Final categories were grouped by user intent, not internal org charts improving clarity and reducing drop-offs post-launch.

Scrolling image
  1. Accessibility Took Real Work

An audit revealed 47 accessibility issues in Coveo’s default components. I pushed to extend, not replace, their library partnering directly with Coveo engineers to fix issues.

We shipped an accessible experience that reached everyone.

  1. Documentation That Saved the Project

I fully spec’d responsive states, filter behaviors, and expected search results in Figma so another member of the team could produce highly detailed, developer focused documentation. At first it seemed like overkill, until edge cases hit. The dev team later said that level of detail “saved us weeks.”

Results

  • 20M+ annual queries through the unified experience

  • Search-to-click time dropped to under 90 seconds (still working on getting it lower)

  • Mobile search usage increased 40% after launch (people had been avoiding it before because it was so broken)

  • Achieved WCAG 2.1 AA compliance across full experience

  • Ranking is better but not perfect. Some high-value content still gets buried because it lacks the metadata Coveo needs. This is an ongoing content operations issue, not a design issue, but it limits the experience.

What I learned

  • Users don’t care about your internal org structure. They don’t know that marketing and support have different content management systems. They don’t know that your company reorganized three times and nobody unified the taxonomy. They just want answers.
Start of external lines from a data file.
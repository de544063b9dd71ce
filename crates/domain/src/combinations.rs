// Copyright (C) 2026 The Volley Stats Contributors
// Use of this source code is governed by an MIT-style
// license that can be found in the LICENSE file or at
// https://opensource.org/licenses/MIT.

//! Setter-to-attacker sequences and setting distribution.

use crate::action::{ActionCategory, AttackResult, Executor, RecordedAction, ResultCode};
use crate::player_stats::round_to;
use serde::Serialize;
use std::collections::BTreeMap;

/// Outcome counts for one setter → attacker pairing.
#[derive(Debug, Clone, PartialEq, Serialize)]
pub struct SetterAttackerLine {
    pub setter_id: i64,
    pub attacker_id: i64,
    pub total: u32,
    pub kills: u32,
    pub errors: u32,
    pub blocked: u32,
    /// `(kills - errors) / total * 100`, one decimal.
    pub efficiency: f64,
}

/// How often a setter set a given target.
#[derive(Debug, Clone, PartialEq, Serialize)]
pub struct DistributionLine {
    pub setter_id: i64,
    pub target_id: i64,
    pub count: u32,
    /// Share of the setter's total sets, one decimal.
    pub percent: f64,
}

#[derive(Default)]
struct PairCounts {
    total: u32,
    kills: u32,
    errors: u32,
    blocked: u32,
}

/// Groups actions by set and orders each group chronologically.
fn per_set_sequences(actions: &[RecordedAction]) -> BTreeMap<i64, Vec<&RecordedAction>> {
    let mut sets: BTreeMap<i64, Vec<&RecordedAction>> = BTreeMap::new();
    for action in actions {
        sets.entry(action.set_id).or_default().push(action);
    }
    for sequence in sets.values_mut() {
        sequence.sort_by_key(|action| action.action_id);
    }
    sets
}

/// Finds setter → attacker sequences in a match.
///
/// A sequence is a set/assist with a target immediately followed, within the
/// same set, by an attack executed by that target. Rows are sorted by
/// efficiency, highest first.
#[must_use]
pub fn compute_setter_attacker(actions: &[RecordedAction]) -> Vec<SetterAttackerLine> {
    let mut pairs: BTreeMap<(i64, i64), PairCounts> = BTreeMap::new();

    for sequence in per_set_sequences(actions).values() {
        for window in sequence.windows(2) {
            let (set, attack) = (window[0], window[1]);
            if set.category != ActionCategory::Set || attack.category != ActionCategory::Attack {
                continue;
            }
            let (Executor::Player(setter_id), Some(target_id)) =
                (set.executor, set.target_player_id)
            else {
                continue;
            };
            if attack.executor != Executor::Player(target_id) {
                continue;
            }

            let counts: &mut PairCounts = pairs.entry((setter_id, target_id)).or_default();
            counts.total += 1;
            match attack.result {
                Some(ResultCode::Attack(AttackResult::Kill)) => counts.kills += 1,
                Some(ResultCode::Attack(AttackResult::Error)) => counts.errors += 1,
                Some(ResultCode::Attack(AttackResult::Blocked)) => counts.blocked += 1,
                _ => {}
            }
        }
    }

    let mut lines: Vec<SetterAttackerLine> = pairs
        .into_iter()
        .map(|((setter_id, attacker_id), counts)| SetterAttackerLine {
            setter_id,
            attacker_id,
            total: counts.total,
            kills: counts.kills,
            errors: counts.errors,
            blocked: counts.blocked,
            efficiency: percent(
                f64::from(counts.kills) - f64::from(counts.errors),
                counts.total,
            ),
        })
        .collect();
    lines.sort_by(|a, b| b.efficiency.total_cmp(&a.efficiency));
    lines
}

/// Counts, per setter, how often each target received a set.
///
/// Sets recorded without a target are not counted. Rows are grouped by
/// setter and sorted by count, highest first.
#[must_use]
pub fn compute_setting_distribution(actions: &[RecordedAction]) -> Vec<DistributionLine> {
    let mut counts: BTreeMap<i64, BTreeMap<i64, u32>> = BTreeMap::new();

    for action in actions {
        if action.category != ActionCategory::Set {
            continue;
        }
        let (Some(setter_id), Some(target_id)) = (action.executor_id(), action.target_player_id)
        else {
            continue;
        };
        *counts.entry(setter_id).or_default().entry(target_id).or_default() += 1;
    }

    let mut lines: Vec<DistributionLine> = Vec::new();
    for (setter_id, targets) in counts {
        let setter_total: u32 = targets.values().sum();
        let mut setter_lines: Vec<DistributionLine> = targets
            .into_iter()
            .map(|(target_id, count)| DistributionLine {
                setter_id,
                target_id,
                count,
                percent: percent(f64::from(count), setter_total),
            })
            .collect();
        setter_lines.sort_by(|a, b| b.count.cmp(&a.count));
        lines.extend(setter_lines);
    }
    lines
}

fn percent(numerator: f64, denominator: u32) -> f64 {
    if denominator == 0 {
        return 0.0;
    }
    round_to(numerator / f64::from(denominator) * 100.0, 1)
}
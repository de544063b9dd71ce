// Copyright (C) 2026 The Volley Stats Contributors
// Use of this source code is governed by an MIT-style
// license that can be found in the LICENSE file or at
// https://opensource.org/licenses/MIT.

//! Boundary layer of the volleyball statistics recorder.
//!
//! Front ends call these operations with raw input and a `MatchSession`.
//! Operations named after the recorder's user-facing contract
//! (`record_action`, `update_action`, `delete_action`, `end_match`,
//! `export_match_report`) never fail outright: they log the cause and report
//! a flag. Their `try_*` counterparts return typed `ApiError`s.

#![deny(
    clippy::pedantic,
    clippy::cargo,
    clippy::nursery,
    clippy::style,
    clippy::correctness,
    clippy::all,
    clippy::suspicious,
    clippy::complexity,
    clippy::perf,
    clippy::unwrap_used,
    clippy::expect_used
)]
#![allow(clippy::multiple_crate_versions)]

mod error;
mod export;
mod handlers;
mod reporting;
mod request_response;

#[cfg(test)]
mod tests;

pub use error::{
    ApiError, translate_core_error, translate_domain_error, translate_persistence_error,
};
pub use export::{ExportError, export_match_report, render_match_report, try_export_match_report};
pub use handlers::{
    action_history, active_roster, add_player, assign_player_to_team, check_set_end_condition,
    create_team, delete_action, end_match, get_action, list_matches, list_players, list_teams,
    load_match_context, match_sets, record_action, recompute_set_score, scoreboard,
    start_match, start_next_set, team_players, try_delete_action, try_record_action,
    try_update_action, try_update_player, update_action, update_player,
};
pub use reporting::build_match_report;
pub use request_response::{
    AddPlayerRequest, CreateTeamRequest, DistributionRow, ListPlayersResponse,
    ListTeamsResponse, MatchReport, PlayerReportRow, RecordActionRequest, RecordActionResponse,
    RecordOutcome, ScoreboardResponse, SetterAttackerRow,
    StartMatchRequest, StartMatchResponse, UpdateActionRequest, UpdatePlayerRequest,
};

pub use volley_stats::MatchSession;
pub use volley_stats_persistence::{ActionHistoryEntry, MatchSummary, Persistence};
  • I also learned that “AI-powered search” means nothing if the fundamentals are broken. Coveo gave us sophisticated ranking algorithms, but they couldn’t fix inconsistent metadata, unclear taxonomies or interfaces that excluded screen reader users. Technology is an amplifier, not a solution.

  • This project succeeded because we fixed the foundation first: clear information architecture, consistent interface patterns, accessible interactions. The AI makes it better, but the design makes it work.